Before making an important decision, most people consider qualitative and quantitative factors, as well as how both categories may interrelate down the road. Businesses also pay attention to financial and nonfinancial information before taking a competitive stand. In a modern economy in which commercial activities are hardly a linear set of experiences, corporate leadership must factor in the economics of each transaction but also the specific context for each business decision.
In the business environment, investors and regulators rely on various tools to gauge nonfinancial information. The arsenal available to these groups consists of two categories: internal and external. Internal information relates to such data as human resources management objectives, governance policies and management’s strategic vision. Corporate observers may use this organic information to identify effective internal controls, as well as to uncover improper and otherwise inappropriate business methods -- such as fraudulent or illegal activities. External information comes primarily from the marketplace and concerns everything from competitors’ moves and lending conditions to business legislation.

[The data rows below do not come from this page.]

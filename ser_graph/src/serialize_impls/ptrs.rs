use std::{any, cell::RefCell};

use crate::{
	object::{downcast, erase},
	AnyCodec, AnyRef, Deserializer, Error, Result, Serialize, Serializer, Shared,
};

// NB: Doesn't use `T::RESERVED_SPACE`, as that would make size of a recursive
// type (`struct Node { next: Option<Box<Node>> }`) a const evaluation cycle.
// Counts as a nesting level, as recursion through `Box` has no codec envelope.
impl<T: Serialize> Serialize for Box<T> {
	#[inline]
	fn serialize(&self, ser: &mut Serializer<'_>) -> Result<()> {
		ser.nested(|ser| (**self).serialize(ser))
	}

	#[inline]
	fn deserialize(de: &mut Deserializer<'_, '_>) -> Result<Self> {
		de.nested(|de| T::deserialize(de).map(Box::new))
	}
}

/// Shared values are written with full envelope via codec registered for
/// `RefCell<T>`, so identity is preserved whether the value is reached from a
/// typed field or a polymorphic slot.
impl<T: 'static> Serialize for Shared<T> {
	const RESERVED_SPACE: usize = crate::codec::ENVELOPE_SIZE;

	#[inline]
	fn serialize(&self, ser: &mut Serializer<'_>) -> Result<()> {
		Self::serialize_option(Some(self), ser)
	}

	fn deserialize(de: &mut Deserializer<'_, '_>) -> Result<Self> {
		Self::deserialize_option(de)?.ok_or(Error::UnexpectedNull {
			type_name: any::type_name::<T>(),
		})
	}

	fn serialize_option(value: Option<&Self>, ser: &mut Serializer<'_>) -> Result<()> {
		let value = match value {
			Some(value) => value,
			None => {
				ser.write_ref_or_null(None, true);
				return Ok(());
			}
		};
		let codec = ser.registry().resolve_by_rust_type::<RefCell<T>>()?;
		codec.write(&erase(value), ser)
	}

	fn deserialize_option(de: &mut Deserializer<'_, '_>) -> Result<Option<Self>> {
		let codec = de.registry().resolve_by_rust_type::<RefCell<T>>()?;
		match codec.read(de)? {
			Some(value) => downcast::<RefCell<T>>(value).map(Some),
			None => Ok(None),
		}
	}
}

/// Polymorphic slot. Concrete type is written on the wire.
impl Serialize for AnyRef {
	const RESERVED_SPACE: usize = AnyCodec::FIXED_SIZE;

	#[inline]
	fn serialize(&self, ser: &mut Serializer<'_>) -> Result<()> {
		AnyCodec::write(ser, Some(self))
	}

	fn deserialize(de: &mut Deserializer<'_, '_>) -> Result<Self> {
		AnyCodec::read(de)?.ok_or(Error::UnexpectedNull {
			type_name: "AnyRef",
		})
	}

	#[inline]
	fn serialize_option(value: Option<&Self>, ser: &mut Serializer<'_>) -> Result<()> {
		AnyCodec::write(ser, value)
	}

	#[inline]
	fn deserialize_option(de: &mut Deserializer<'_, '_>) -> Result<Option<Self>> {
		AnyCodec::read(de)
	}
}
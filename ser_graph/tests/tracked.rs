use std::{fmt::Debug, rc::Rc};

mod common;
use common::{
	assert_same_network, drop_network, generate_network, network_registry, tests, Network, Person,
};
use pretty_assertions::assert_eq;
use ser_graph::{downcast, erase, shared, Graph, Serialize};

fn test_round_trip<T>(input: &T)
where T: Serialize + Debug + PartialEq {
	let graph = Graph::default();
	let bytes = graph.serialize_value(input).unwrap();
	let output: T = graph.deserialize_value(&bytes).unwrap();
	assert_eq!(&output, input);

	// Same input, same bytes
	assert_eq!(graph.serialize_value(input).unwrap(), bytes);
}

tests!(test_round_trip);

#[test]
fn network_typed() {
	let graph = Graph::new(network_registry());
	let input = generate_network(100);

	let bytes = graph.serialize_value(&input).unwrap();
	let output: Network = graph.deserialize_value(&bytes).unwrap();
	assert_same_network(&input, &output);

	// Each person written once. Every other occurrence is a back-reference,
	// so output size is far smaller than if links were written in full.
	assert!(bytes.len() < 100 * 64);

	drop_network(input);
	drop_network(output);
}

#[test]
fn network_polymorphic() {
	let graph = Graph::new(network_registry());
	let input = shared(generate_network(100));

	let bytes = graph.serialize(Some(&erase(&input))).unwrap();
	let output = graph.deserialize(&bytes).unwrap().unwrap();
	let output = downcast::<std::cell::RefCell<Network>>(output).unwrap();
	assert_same_network(&input.borrow(), &output.borrow());

	// Polymorphic top level writes same bytes as typed top level,
	// as `Shared<Network>` always carries its envelope
	assert_eq!(graph.serialize_value(&input).unwrap(), bytes);

	drop_network(input.take());
	drop_network(output.take());
}

#[test]
fn network_serializer_reuse() {
	let graph = Graph::new(network_registry());
	let first = generate_network(30);
	let second = generate_network(10);

	// Reference ids and meta strings reset between calls
	let mut ser = graph.serializer();
	let first_bytes = ser.serialize_value(&first).unwrap();
	let second_bytes = ser.serialize_value(&second).unwrap();
	let first_again = ser.serialize_value(&first).unwrap();
	assert_eq!(first_bytes, first_again);
	assert_eq!(second_bytes, graph.serialize_value(&second).unwrap());

	let output: Network = graph.deserialize_value(&second_bytes).unwrap();
	assert_same_network(&second, &output);

	drop_network(first);
	drop_network(second);
	drop_network(output);
}

#[test]
fn person_reached_by_typed_field_and_polymorphic_slot() {
	let graph = Graph::new(network_registry());

	let bob = shared(Person {
		name: "bob".to_string(),
		..Person::default()
	});
	let alice = shared(Person {
		name: "alice".to_string(),
		friends: vec![bob.clone()],
		status: Some(erase(&bob)),
		..Person::default()
	});

	let bytes = graph.serialize_value(&alice).unwrap();
	let output = graph.deserialize_value::<ser_graph::Shared<Person>>(&bytes).unwrap();
	let output = output.borrow();
	let friend = &output.friends[0];
	let status = output.status.clone().unwrap();
	assert_eq!(friend.borrow().name, "bob");
	assert_eq!(
		Rc::as_ptr(friend) as *const (),
		Rc::as_ptr(&status) as *const ()
	);
}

A company that does not publish accurate performance data may feel itself beset with forces asking for more transparency. Various groups, from shareholders to regulators and the public, may require that top management put into place sound procedures for financial-statement presentation and reporting. This increased interest in accounting statements comes from the fact that financial information is often key in decision making. A firm’s accounting data summaries are rich with information about solvency, profitability and liquidity. Examples include balance sheets, statements of cash flows and statements of profit and loss.
Nonfinancial information is as important as financial information in the decision-making process. Both pieces of data contain valuable insights that can yield interesting results if used correctly. To make a decision, businesses often rely on PDCA analysis or adopt specific steps. These include clearly defining the problem, evaluating potential alternatives, choosing the best option based on existing alternatives, monitoring implementation strategies and checking progress periodically. PDCA (plan, do, check, act) helps a company take a thorough look at its operating processes and come up with better ways to accomplish specific tasks and eliminate money-losing activities. Economists use the terms “PDCA,” “Deming wheel” and “Shewhart cycle” interchangeably.
Making proper decisions is the responsibility of corporate management, but department heads and segment chiefs also weigh in on decision making. This collaboration -- and the increased task delegation that ensues -- help senior leadership focus on major initiatives that will improve sales, trump rivals and enable the firm to control its patterns of growth. Rank-and-file personnel also contribute their insights in corporate decision making, working in tandem with segment chiefs to improve productivity.